Back in August, we outlined our case for Vocus Communications Limited (ASX: VOC). While we believed it to be a quality company, its share price had exceeded our estimate of fair value and the growth assumptions required to justify a share price of near $9 were in our view too optimistic.
Since then, the share price has fallen back to below $4. Over this timeframe there has been a significant amount of talent leaving the business – James Spencely, Tony Grist, Head of Sales Matt Hollis to name just a few. FY17 earnings expectations have also been downgraded and the firm’s future profitability is in question given concerns over the cost of reselling NBN retail services.
However, relative to the firm’s historical financials this telco looks like a bargain. So why don’t we buy more?
The same case could be made for TPG whose share price has fallen from circa $12 to around $7.
A couple of issues come to mind. Firstly, as above, it’s very difficult to get comfortable around the margins that an NBN reseller can earn over the long term. Many market participants have an opinion on what it could/should be – however, there’s no solid evidence as to who’s right.
To illustrate this point, I’ll use an example. Let’s consider an average NBN plan costing about $70 per month with a speed of 25mbps. The retail provider earns $63 after GST and might have to pay about $15 per month for staff/overheads leaving $48 for wholesale costs and its own margin.
If the $70 NBN plan has a speed of 25 mbps, it’ll cost the telco $27 per month to connect to the NBN, so $21 is left. We still have bandwidth charges (known as connectivity virtual circuit charges, or CVC charges, which are paid to NBN) and the retails provider’s profit margin to think about.
Most market estimates peg CVC in the range of $15-$20 for a plan like this meaning an operating profit of $1-$6 per plan per month. Hardly a compelling proposition.

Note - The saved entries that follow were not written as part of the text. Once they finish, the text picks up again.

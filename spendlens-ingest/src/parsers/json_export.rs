//! JSON transaction exports: an array of objects as returned by the
//! transaction listing, e.g.
//!
//!   [{"id": 1, "description": "Coffee", "amount": 5.5,
//!     "category": "Dining", "timestamp": "2026-02-18 09:30:00"}]
//!
//! `amount` may be a number or a string.

use anyhow::{Context, Result};
use serde::Deserialize;
use spendlens_core::Transaction;
use std::path::Path;

use crate::fields::{FieldParser, RawRow};

#[derive(Debug, Deserialize)]
#[serde(untagged)]
enum JsonAmount {
    Number(f64),
    Text(String),
}

#[derive(Debug, Deserialize)]
struct JsonRow {
    #[serde(default)]
    id: Option<i64>,
    description: String,
    amount: JsonAmount,
    #[serde(default)]
    category: Option<String>,
    #[serde(alias = "date")]
    timestamp: String,
}

/// Parse a JSON export file.
pub fn parse_transactions_json(path: impl AsRef<Path>) -> Result<Vec<Transaction>> {
    let s = std::fs::read_to_string(path.as_ref())
        .with_context(|| format!("reading {}", path.as_ref().display()))?;
    parse_transactions_json_str(&s).with_context(|| format!("parsing {}", path.as_ref().display()))
}

pub fn parse_transactions_json_str(s: &str) -> Result<Vec<Transaction>> {
    let rows: Vec<JsonRow> = serde_json::from_str(s).context("expected an array of transactions")?;
    let parser = FieldParser::new()?;

    Ok(rows
        .iter()
        .enumerate()
        .filter_map(|(i, row)| {
            let (amount, amount_text) = match &row.amount {
                JsonAmount::Number(n) => (Some(*n), ""),
                JsonAmount::Text(t) => (None, t.as_str()),
            };
            RawRow {
                id: row.id,
                description: &row.description,
                amount,
                amount_text,
                category: row.category.as_deref(),
                timestamp: &row.timestamp,
            }
            .into_transaction(&parser, i + 1)
        })
        .collect())
}
use tracing_subscriber::EnvFilter;

/// Filter directives covering the binary and the library crates.
pub fn directives(level: &str) -> String {
    format!("spendlens={level},spendlens_core={level},spendlens_ingest={level}")
}

/// Install the stderr subscriber. `RUST_LOG` wins over the configured level.
pub fn init(level: &str) {
    let filter = EnvFilter::try_from_default_env().unwrap_or_else(|_| EnvFilter::new(directives(level)));
    let _ = tracing_subscriber::fmt()
        .with_env_filter(filter)
        .with_writer(std::io::stderr)
        .try_init();
}
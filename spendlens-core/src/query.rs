//! Search-bar filtering of transactions.
//!
//! A query is a whitespace-separated list of tokens (see [`crate::lexer`]);
//! a record is kept when it satisfies every token. Nothing here fails:
//! unresolvable tokens simply match everything, so a half-typed query never
//! empties the list by accident.

use crate::lexer::parse_query;
use crate::matcher::Predicate;
use crate::token::SearchToken;
use crate::transaction::Searchable;

/// A parsed search string, reusable across many records
#[derive(Debug, Clone, Default, PartialEq)]
pub struct Query {
    tokens: Vec<SearchToken>,
    predicates: Vec<Predicate>,
}

impl Query {
    pub fn parse(query: &str) -> Self {
        if query.trim().is_empty() {
            return Self::default();
        }
        Self::from_tokens(parse_query(query))
    }

    /// Build a query from tokens assembled by hand, e.g. ones using the
    /// reserved `contains` operator.
    pub fn from_tokens(tokens: Vec<SearchToken>) -> Self {
        let predicates = tokens.iter().map(Predicate::compile).collect();
        Self { tokens, predicates }
    }

    pub fn tokens(&self) -> &[SearchToken] {
        &self.tokens
    }

    /// True when the query has no tokens and keeps every record
    pub fn is_empty(&self) -> bool {
        self.tokens.is_empty()
    }

    /// Does `record` satisfy every token?
    pub fn matches<S: Searchable + ?Sized>(&self, record: &S) -> bool {
        self.predicates.iter().all(|p| p.matches(record))
    }

    /// Matching records, in their original order.
    pub fn filter<'a, T: Searchable>(&self, records: &'a [T]) -> Vec<&'a T> {
        records.iter().filter(|r| self.matches(*r)).collect()
    }
}

/// Return the transactions matching `query`, keeping their relative order.
///
/// An empty or all-whitespace query returns the input as is.
pub fn filter_transactions<T: Searchable + Clone>(transactions: &[T], query: &str) -> Vec<T> {
    if query.trim().is_empty() {
        return transactions.to_vec();
    }

    let parsed = Query::parse(query);
    let matched: Vec<T> = parsed.filter(transactions).into_iter().cloned().collect();

    tracing::debug!(
        query,
        tokens = parsed.tokens().len(),
        total = transactions.len(),
        matched = matched.len(),
        "filtered transactions"
    );

    matched
}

More bullish investors are pointing towards NBN’s intentions to introduce discounts to retail providers who buy capacity in bulk and that because of this, retail provider margins would supposedly rationalise. This might end up being true, but whether the discounts are enough to rationalise margins is uncertain. Further, data demand by retail broadband consumers is growing at circa 30-50 per cent p.a. meaning that any discounts would need to be a greater magnitude to offset this grow as well as rationalise provider margins.
And let’s not forget, what of new entrants? Vodafone is proposing an entry into the market, as is MyRepublic and others. These additional competitors will also present margin pressure.
From a valuation perspective, it’s not difficult to see upside for TPG and Vocus. But as the above demonstrates, that upside is dependent on a fragile set of assumptions that could easily change.
For now, the safety of cash seems like a better option.